Rosetta is named after the stone that, around 200 years ago, provided the key to decoding Egyptian hieroglyphics. The lander is named Philae after an island in the Nile, where an obelisk was found that helped the decoding of the Stone. Rosetta, the space vehicle, has the goal of reading the origins of the Earth and life itself. Philae will assist, standing on the comet drawing data, all the while speeding toward the sun.
 
The realm of science fiction continues to make room for such audacious adventures. One might wonder at what is to come. Dreams aside, this joint venture of The European Space Agency and NASA will serve to enlarge our understanding of the earth and interstellar space.
 
It all begs the question of what such exploration might reveal about the human condition. Will humanity derive direct benefit from this craft's extraordinary trip around the solar system?
 
The benefits of potential discovery may astound us all. It may reveal information useful for tracking and averting asteroid threats. Alongside the sciences, prospects of pursuing mineral wealthwill have ongoing enticement. Gaining knowledge about traveling in deep space will inform future programs, not least the likelihood of going to Mars.
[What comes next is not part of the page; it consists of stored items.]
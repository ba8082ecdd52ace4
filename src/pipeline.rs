// SPDX-License-Identifier: Apache-2.0
// Copyright (c) 2025 Au-Zone Technologies. All Rights Reserved.

//! Packet-to-cloud processing chains.
//!
//! ```text
//! ┌──────────┐   ┌─────────────┐   ┌──────────────┐   ┌─────────────┐
//! │ packet   │──►│ ScanBatcher │──►│ scan stamp   │──►│scan_to_cloud│──► PointCloud
//! └──────────┘   └─────────────┘   └──────┬───────┘   └──────┬──────┘
//!                                         │ none: drop       │
//!                                         ▼                  ▼
//!                                                     StreamHealth::tick
//! ```
//!
//! Both pipelines are synchronous and own all of their state; the caller
//! drives each one from a single task.

use crate::{
    batcher::{BatcherStats, IncompletePolicy, ScanBatcher},
    cloud::{PointCloud, scan_to_cloud},
    health::{HealthConfig, StreamHealth},
    imu::ImuSample,
    lidar::Error,
    lut::XyzLut,
    ouster::SensorMetadata,
    packet::PacketFormat,
};
use tracing::{debug, info_span, trace, warn};

#[derive(Clone, Copy, Debug, Default, PartialEq, Eq)]
pub struct PipelineStats {
    pub packets: u64,
    /// Packets rejected as malformed.
    pub rejected_packets: u64,
    /// Completed scans dropped for lack of a valid timestamp.
    pub untimed_scans: u64,
    pub clouds: u64,
}

impl PipelineStats {
    /// Whether a statistics report is due, once every `every` packets.
    ///
    /// Counted on packets rather than clouds so reports keep coming while
    /// scans are being dropped.
    pub fn report_due(&self, every: u64) -> bool {
        every > 0 && self.packets > 0 && self.packets % every == 0
    }
}

pub struct LidarPipeline {
    batcher: ScanBatcher,
    lut: XyzLut,
    cloud: PointCloud,
    health: StreamHealth,
    stats: PipelineStats,
}

impl LidarPipeline {
    pub fn new(
        metadata: &SensorMetadata,
        policy: IncompletePolicy,
        health: HealthConfig,
    ) -> Result<Self, Error> {
        let format = metadata.packet_format()?;
        let batcher = ScanBatcher::with_column_window(format, policy, metadata.column_window())?;
        let lut = XyzLut::from_metadata(metadata)?;
        let health = StreamHealth::new(health, metadata.timestamp_mode);
        Self::from_batcher(batcher, lut, health)
    }

    /// Assemble a pipeline from explicit parts. The LUT must match the
    /// packet format's grid.
    pub fn from_parts(
        format: PacketFormat,
        lut: XyzLut,
        policy: IncompletePolicy,
        health: StreamHealth,
    ) -> Result<Self, Error> {
        Self::from_batcher(ScanBatcher::new(format, policy), lut, health)
    }

    pub fn from_batcher(
        batcher: ScanBatcher,
        lut: XyzLut,
        health: StreamHealth,
    ) -> Result<Self, Error> {
        let format = batcher.format();
        let width = format.columns_per_frame();
        let height = format.pixels_per_column();
        if lut.width() != width || lut.height() != height {
            return Err(Error::Config(format!(
                "lut is {}x{} but packets carry a {}x{} grid",
                lut.width(),
                lut.height(),
                width,
                height
            )));
        }

        Ok(Self {
            batcher,
            lut,
            cloud: PointCloud::new(width, height),
            health,
            stats: PipelineStats::default(),
        })
    }

    /// Feed one lidar packet.
    ///
    /// Returns the projected cloud when the packet completed a scan with a
    /// valid timestamp. The cloud is borrowed until the next call.
    pub fn process(&mut self, packet: &[u8]) -> Option<&PointCloud> {
        self.stats.packets += 1;

        match self.batcher.ingest(packet) {
            Ok(true) => {}
            Ok(false) => return None,
            Err(err) => {
                self.stats.rejected_packets += 1;
                debug!("dropping lidar packet: {}", err);
                return None;
            }
        }

        let scan = self.batcher.scan();
        let Some(timestamp) = scan.timestamp() else {
            self.stats.untimed_scans += 1;
            warn!("dropping scan {} without valid timestamp", scan.frame_id());
            return None;
        };

        let projected = info_span!("project", frame_id = scan.frame_id())
            .in_scope(|| scan_to_cloud(scan, timestamp, &self.lut, &mut self.cloud));
        if let Err(err) = projected {
            warn!("dropping scan {}: {}", scan.frame_id(), err);
            return None;
        }

        self.health.tick(timestamp);
        if let Err(err) = self.health.update() {
            debug!("health update failed: {}", err);
        }

        self.stats.clouds += 1;
        trace!(
            "scan {} at {} with {}/{} columns",
            scan.frame_id(),
            timestamp,
            scan.valid_columns(),
            scan.width()
        );

        Some(&self.cloud)
    }

    /// Record the lidar queue depth for the backlog check.
    pub fn observe_backlog(&mut self, depth: usize, capacity: usize) {
        self.health.observe_backlog(depth, capacity);
    }

    pub fn stats(&self) -> &PipelineStats {
        &self.stats
    }

    pub fn batcher_stats(&self) -> &BatcherStats {
        self.batcher.stats()
    }

    pub fn health(&self) -> &StreamHealth {
        &self.health
    }

    pub fn lut(&self) -> &XyzLut {
        &self.lut
    }
}

#[derive(Clone, Copy, Debug, Default, PartialEq, Eq)]
pub struct ImuStats {
    pub samples: u64,
    pub rejected_packets: u64,
}

/// Decode path for IMU packets.
#[derive(Default)]
pub struct ImuPipeline {
    stats: ImuStats,
}

impl ImuPipeline {
    pub fn new() -> Self {
        Self::default()
    }

    pub fn process(&mut self, packet: &[u8]) -> Option<ImuSample> {
        match ImuSample::from_packet(packet) {
            Ok(sample) => {
                self.stats.samples += 1;
                Some(sample)
            }
            Err(err) => {
                self.stats.rejected_packets += 1;
                debug!("dropping imu packet: {}", err);
                None
            }
        }
    }

    pub fn stats(&self) -> &ImuStats {
        &self.stats
    }
}
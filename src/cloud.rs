// SPDX-License-Identifier: Apache-2.0
// Copyright (c) 2025 Au-Zone Technologies. All Rights Reserved.

//! Reusable point cloud buffer and the scan projector.
//!
//! [`PointCloud`] stores one organized cloud in a structure-of-arrays (SoA)
//! layout, one entry per grid cell at linear index `row * width + col`:
//!
//! ```text
//! ┌──────────────────────────────────────────────────────┐
//! │                     PointCloud                        │
//! │   x, y, z: [f32]        meters, NaN for no return    │
//! │   signal: [u16]         published as intensity       │
//! │   reflectivity: [u16]                                │
//! │   near_ir: [u16]        published as ambient         │
//! │   range: [u32]          millimeters                  │
//! │   t: [u32]              ns since scan timestamp      │
//! └──────────────────────────────────────────────────────┘
//! ```
//!
//! Buffers are allocated once for the grid size and overwritten by every
//! call to [`scan_to_cloud`].
//!
//! # Example
//!
//! ```
//! use edgefirst_cloudpub::{
//!     cloud::{PointCloud, scan_to_cloud},
//!     lut::{RANGE_UNIT, XyzLut},
//!     scan::LidarScan,
//! };
//!
//! let lut = XyzLut::from_parts(2, 1, RANGE_UNIT, vec![[1.0, 0.0, 0.0]; 2], None).unwrap();
//! let mut scan = LidarScan::new(2, 1);
//! scan.set_pixel(0, 0, 2_500, 0, 0, 0);
//!
//! let mut cloud = PointCloud::new(2, 1);
//! scan_to_cloud(&scan, 0, &lut, &mut cloud).unwrap();
//! // Column 0 was never written, so it is an empty point.
//! assert!(cloud.x()[0].is_nan());
//! ```

use crate::{lidar::Error, lut::XyzLut, scan::LidarScan};

/// Organized point cloud in SoA layout.
#[derive(Debug, Clone)]
pub struct PointCloud {
    width: usize,
    height: usize,
    timestamp: u64,
    x: Vec<f32>,
    y: Vec<f32>,
    z: Vec<f32>,
    signal: Vec<u16>,
    reflectivity: Vec<u16>,
    near_ir: Vec<u16>,
    range: Vec<u32>,
    t: Vec<u32>,
}

impl PointCloud {
    /// Allocate a cloud for a `width × height` grid.
    pub fn new(width: usize, height: usize) -> Self {
        let n = width * height;
        Self {
            width,
            height,
            timestamp: 0,
            x: vec![f32::NAN; n],
            y: vec![f32::NAN; n],
            z: vec![f32::NAN; n],
            signal: vec![0; n],
            reflectivity: vec![0; n],
            near_ir: vec![0; n],
            range: vec![0; n],
            t: vec![0; n],
        }
    }

    /// Number of points, always `width * height`.
    #[inline]
    pub fn len(&self) -> usize {
        self.x.len()
    }

    #[inline]
    pub fn is_empty(&self) -> bool {
        self.x.is_empty()
    }

    pub fn width(&self) -> usize {
        self.width
    }

    pub fn height(&self) -> usize {
        self.height
    }

    /// Scan timestamp in nanoseconds.
    pub fn timestamp(&self) -> u64 {
        self.timestamp
    }

    #[inline]
    pub fn x(&self) -> &[f32] {
        &self.x
    }

    #[inline]
    pub fn y(&self) -> &[f32] {
        &self.y
    }

    #[inline]
    pub fn z(&self) -> &[f32] {
        &self.z
    }

    #[inline]
    pub fn signal(&self) -> &[u16] {
        &self.signal
    }

    #[inline]
    pub fn reflectivity(&self) -> &[u16] {
        &self.reflectivity
    }

    #[inline]
    pub fn near_ir(&self) -> &[u16] {
        &self.near_ir
    }

    /// Range in millimeters.
    #[inline]
    pub fn range(&self) -> &[u32] {
        &self.range
    }

    /// Per-point time offset from the scan timestamp, in nanoseconds.
    #[inline]
    pub fn t(&self) -> &[u32] {
        &self.t
    }

    /// Beam index of the point at `index`.
    #[inline]
    pub fn ring(&self, index: usize) -> u16 {
        (index / self.width.max(1)) as u16
    }

    /// Whether the point at `index` is the empty-point sentinel.
    #[inline]
    pub fn is_empty_point(&self, index: usize) -> bool {
        self.x[index].is_nan()
    }

    /// Number of points carrying a return.
    pub fn valid_points(&self) -> usize {
        self.x.iter().filter(|x| !x.is_nan()).count()
    }
}

impl Default for PointCloud {
    fn default() -> Self {
        Self::new(0, 0)
    }
}

/// Project a scan into `cloud` using the direction table.
///
/// Each cell with range `r` maps to `r * range_unit * direction + offset`.
/// Cells from missing or invalid columns, or with a zero range, get NaN
/// coordinates; their auxiliary channels are still copied. Nothing is
/// allocated once `cloud` has the scan's dimensions.
pub fn scan_to_cloud(
    scan: &LidarScan,
    timestamp: u64,
    lut: &XyzLut,
    cloud: &mut PointCloud,
) -> Result<(), Error> {
    let width = scan.width();
    let height = scan.height();

    if lut.width() != width || lut.height() != height {
        return Err(Error::Config(format!(
            "lut is {}x{} but scan is {}x{}",
            lut.width(),
            lut.height(),
            width,
            height
        )));
    }

    if cloud.width != width || cloud.height != height {
        *cloud = PointCloud::new(width, height);
    }

    cloud.timestamp = timestamp;
    let range_unit = lut.range_unit();
    let headers = scan.headers();

    for row in 0..height {
        for (col, header) in headers.iter().enumerate() {
            let index = row * width + col;
            let raw = scan.range()[[row, col]];

            cloud.range[index] = raw;
            cloud.signal[index] = scan.signal()[[row, col]];
            cloud.reflectivity[index] = scan.reflectivity()[[row, col]];
            cloud.near_ir[index] = scan.near_ir()[[row, col]];
            cloud.t[index] = if header.timestamp == 0 {
                0
            } else {
                header
                    .timestamp
                    .saturating_sub(timestamp)
                    .min(u32::MAX as u64) as u32
            };

            if !header.valid || raw == 0 {
                cloud.x[index] = f32::NAN;
                cloud.y[index] = f32::NAN;
                cloud.z[index] = f32::NAN;
                continue;
            }

            let r = raw as f64 * range_unit;
            let d = lut.direction(index);
            let o = lut.offset(index);
            cloud.x[index] = (r * d[0] + o[0]) as f32;
            cloud.y[index] = (r * d[1] + o[1]) as f32;
            cloud.z[index] = (r * d[2] + o[2]) as f32;
        }
    }

    Ok(())
}

#[cfg(test)]
mod tests {
    use super::*;
    use crate::{lut::RANGE_UNIT, scan::ColumnHeader};

    fn valid(col: usize, timestamp: u64) -> ColumnHeader {
        ColumnHeader {
            timestamp,
            measurement_id: col as u16,
            valid: true,
        }
    }

    fn lut_with_offset() -> XyzLut {
        let s = std::f64::consts::FRAC_1_SQRT_2;
        let direction = vec![[1.0, 0.0, 0.0], [0.0, 1.0, 0.0], [s, s, 0.0], [0.0, 0.0, -1.0]];
        let offset = vec![[0.01, 0.0, 0.0], [0.0, 0.02, 0.0], [0.0, 0.0, 0.03], [0.0; 3]];
        XyzLut::from_parts(2, 2, RANGE_UNIT, direction, Some(offset)).unwrap()
    }

    #[test]
    fn test_projection_is_range_times_direction_plus_offset() {
        let lut = lut_with_offset();
        let mut scan = LidarScan::new(2, 2);
        scan.set_header(0, valid(0, 100));
        scan.set_header(1, valid(1, 150));
        scan.set_pixel(0, 0, 1_000, 1, 2, 3);
        scan.set_pixel(0, 1, 2_000, 4, 5, 6);
        scan.set_pixel(1, 0, 4_000, 7, 8, 9);
        scan.set_pixel(1, 1, 500, 10, 11, 12);

        let mut cloud = PointCloud::new(2, 2);
        scan_to_cloud(&scan, 100, &lut, &mut cloud).unwrap();

        let expected = [
            [1.01f32, 0.0, 0.0],
            [0.0, 2.02, 0.0],
            [
                (4.0 * std::f64::consts::FRAC_1_SQRT_2) as f32,
                (4.0 * std::f64::consts::FRAC_1_SQRT_2) as f32,
                0.03,
            ],
            [0.0, 0.0, -0.5],
        ];
        for (i, p) in expected.iter().enumerate() {
            assert!((cloud.x()[i] - p[0]).abs() < 1e-6, "x[{}]", i);
            assert!((cloud.y()[i] - p[1]).abs() < 1e-6, "y[{}]", i);
            assert!((cloud.z()[i] - p[2]).abs() < 1e-6, "z[{}]", i);
        }

        assert_eq!(cloud.signal(), &[1, 4, 7, 10]);
        assert_eq!(cloud.reflectivity(), &[2, 5, 8, 11]);
        assert_eq!(cloud.near_ir(), &[3, 6, 9, 12]);
        assert_eq!(cloud.range(), &[1_000, 2_000, 4_000, 500]);
        assert_eq!(cloud.t(), &[0, 50, 0, 50]);
        assert_eq!(cloud.ring(3), 1);
        assert_eq!(cloud.timestamp(), 100);
        assert_eq!(cloud.valid_points(), 4);
    }

    #[test]
    fn test_no_return_is_sentinel_not_offset() {
        let lut = lut_with_offset();
        let mut scan = LidarScan::new(2, 2);
        scan.set_header(0, valid(0, 1));
        scan.set_header(1, valid(1, 1));
        scan.set_pixel(0, 0, 0, 42, 0, 0);

        let mut cloud = PointCloud::new(2, 2);
        scan_to_cloud(&scan, 1, &lut, &mut cloud).unwrap();

        // Offset is non-zero for this pixel, a zero range must not land on it.
        assert!(cloud.is_empty_point(0));
        assert!(cloud.y()[0].is_nan() && cloud.z()[0].is_nan());
        assert_eq!(cloud.signal()[0], 42);
        assert_eq!(cloud.valid_points(), 0);
    }

    #[test]
    fn test_invalid_column_is_sentinel() {
        let lut = lut_with_offset();
        let mut scan = LidarScan::new(2, 2);
        scan.set_header(0, valid(0, 10));
        scan.set_header(
            1,
            ColumnHeader {
                timestamp: 0,
                measurement_id: 1,
                valid: false,
            },
        );
        for row in 0..2 {
            for col in 0..2 {
                scan.set_pixel(row, col, 3_000, 1, 1, 1);
            }
        }

        let mut cloud = PointCloud::new(2, 2);
        scan_to_cloud(&scan, 10, &lut, &mut cloud).unwrap();

        assert!(!cloud.is_empty_point(0));
        assert!(cloud.is_empty_point(1));
        assert!(!cloud.is_empty_point(2));
        assert!(cloud.is_empty_point(3));
        assert_eq!(cloud.range()[1], 3_000);
        assert_eq!(cloud.t()[1], 0);
    }

    #[test]
    fn test_projection_is_deterministic() {
        let altitude: Vec<f64> = (0..8).map(|i| 10.0 - 2.5 * i as f64).collect();
        let azimuth = vec![-1.2; 8];
        let lut = XyzLut::new(
            32,
            8,
            RANGE_UNIT,
            &nalgebra::Matrix4::identity(),
            &nalgebra::Matrix4::identity(),
            &azimuth,
            &altitude,
        )
        .unwrap();

        let mut scan = LidarScan::new(32, 8);
        for col in 0..32 {
            scan.set_header(col, valid(col, 1_000 + col as u64));
            for row in 0..8 {
                scan.set_pixel(row, col, 1 + (row * 32 + col) as u32 * 37, 0, 0, 0);
            }
        }

        let mut a = PointCloud::new(32, 8);
        let mut b = PointCloud::new(32, 8);
        scan_to_cloud(&scan, 1_000, &lut, &mut a).unwrap();
        scan_to_cloud(&scan, 1_000, &lut, &mut b).unwrap();

        for i in 0..a.len() {
            assert_eq!(a.x()[i].to_bits(), b.x()[i].to_bits());
            assert_eq!(a.y()[i].to_bits(), b.y()[i].to_bits());
            assert_eq!(a.z()[i].to_bits(), b.z()[i].to_bits());
        }
    }

    #[test]
    fn test_size_mismatch() {
        let lut = lut_with_offset();
        let scan = LidarScan::new(4, 2);
        let mut cloud = PointCloud::default();
        assert!(matches!(
            scan_to_cloud(&scan, 0, &lut, &mut cloud),
            Err(Error::Config(_))
        ));

        // A cloud of the wrong size is reshaped to the scan.
        let scan = LidarScan::new(2, 2);
        scan_to_cloud(&scan, 0, &lut, &mut cloud).unwrap();
        assert_eq!(cloud.len(), 4);
        assert_eq!(cloud.width(), 2);
    }
}
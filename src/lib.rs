// SPDX-License-Identifier: Apache-2.0
// Copyright (c) 2025 Au-Zone Technologies. All Rights Reserved.

//! EdgeFirst Ouster Point Cloud Publisher Library
//!
//! Turns the UDP packet streams of an Ouster OS sensor into organized point
//! clouds and IMU samples.
//!
//! # Architecture
//!
//! ```text
//! ┌─────────────────┐     ┌───────────────┐     ┌─────────────────┐
//! │  PacketSource   │ ──► │  ScanBatcher  │ ──► │  LidarScan      │
//! │  (UDP/test)     │     │  (bitmap)     │     │  (reused grid)  │
//! └─────────────────┘     └───────────────┘     └─────────────────┘
//!                                                       │
//!                          ┌────────────┐               ▼
//!                          │  XyzLut    │ ──► ┌─────────────────┐
//!                          │ (read-only)│     │  scan_to_cloud  │ ──► PointCloud
//!                          └────────────┘     └─────────────────┘
//! ```
//!
//! The grid, the cloud and the LUT are allocated once at startup from the
//! [`ouster::SensorMetadata`]; steady-state processing does not allocate
//! outside of message serialization.
//!
//! # Modules
//!
//! - [`lidar`]: Error type and clock helpers
//! - [`ouster`]: Sensor metadata parsing and retrieval
//! - [`packet`]: Packet layouts and zero-copy views
//! - [`lut`]: Per-pixel direction table
//! - [`scan`]: Measurement grid and scan timestamp
//! - [`batcher`]: Packet-to-scan batching
//! - [`cloud`]: Point cloud buffer and projection
//! - [`health`]: Stream health monitor
//! - [`imu`]: IMU sample decoding
//! - [`frames`]: Frame names and static transforms
//! - [`formats`]: PointCloud2 field layout and packing
//! - [`messages`]: ROS2 message assembly
//! - [`pipeline`]: Lidar and IMU processing chains
//! - [`packet_source`]: Packet sources and queue forwarding
//!
//! # Example
//!
//! ```ignore
//! use edgefirst_cloudpub::{
//!     batcher::IncompletePolicy, health::HealthConfig, ouster::SensorMetadata,
//!     pipeline::LidarPipeline,
//! };
//!
//! let metadata = SensorMetadata::from_file("metadata.json")?;
//! let health = HealthConfig::new(metadata.expected_frequency() as f64);
//! let mut pipeline = LidarPipeline::new(&metadata, IncompletePolicy::Emit, health)?;
//!
//! loop {
//!     let len = socket.recv(&mut buf)?;
//!     if let Some(cloud) = pipeline.process(&buf[..len]) {
//!         let x = cloud.x();
//!         let ring = cloud.ring(0);
//!     }
//! }
//! ```

pub mod batcher;
pub mod cloud;
pub mod formats;
pub mod frames;
pub mod health;
pub mod imu;
pub mod lidar;
pub mod lut;
pub mod messages;
pub mod ouster;
pub mod packet;
pub mod packet_source;
pub mod pipeline;
pub mod scan;

// Re-exports for convenience
pub use batcher::{IncompletePolicy, ScanBatcher};
pub use cloud::{PointCloud, scan_to_cloud};
pub use formats::PointFieldType;
pub use lidar::Error;
pub use lut::XyzLut;
pub use ouster::SensorMetadata;
pub use packet_source::PacketSource;
pub use pipeline::{ImuPipeline, LidarPipeline};
pub use scan::LidarScan;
Heck, we might hear we are not alone, then again…   However, what might this adventure tell us of ourselves?
 
In 1990 Carl Sagan convinced the controllers of Voyager 1 to reverse the direction of its cameras, as it neared the limits of our planetary system, in order to view Earth in the context of space (http://www.planetary.org/explore/space-topics/earth/pale-blue-dot.html). The result is the famous blue dot. There among countless stars is a little blue point. It is the Earth, as it were floating, alone, relatively insignificant. It remains an image that is inspiring and for some frightening.
 
Exploration of space presents humanity with the opportunity to take an objective view of Home. To appreciate the miraculous beauty each of us is privileged to enjoy for a time. With all the empirical knowledge that may come our way the opportunities also present reflective insights. For example: life is transitory and fragile; national borders are invention; humanity cannot do anything else but make a life here, therefore making effort to co-operate one with another is worthwhile; we all are part of a whole sustained by a very thin biosphere, surrounded by the infinite inhospitable vastness of space.
 
Above all such appreciation, one might wonder at the fact of our being. For many this becomes the ground of religious faith. To see Earth as a miracle of life in a lonely part of the universe is to invite conjecture at our origin. Whether by chance or the gift of Divine providence, the wonder of it has potential to evoke a profound sense of thankfulness for life itself.
 
Rosetta offers opportunities for us to re-read our own stories and appreciate afresh the fragile diversity of life that enriches us all. A spacecraft heard a wake-up call. One might pray we will hear the same.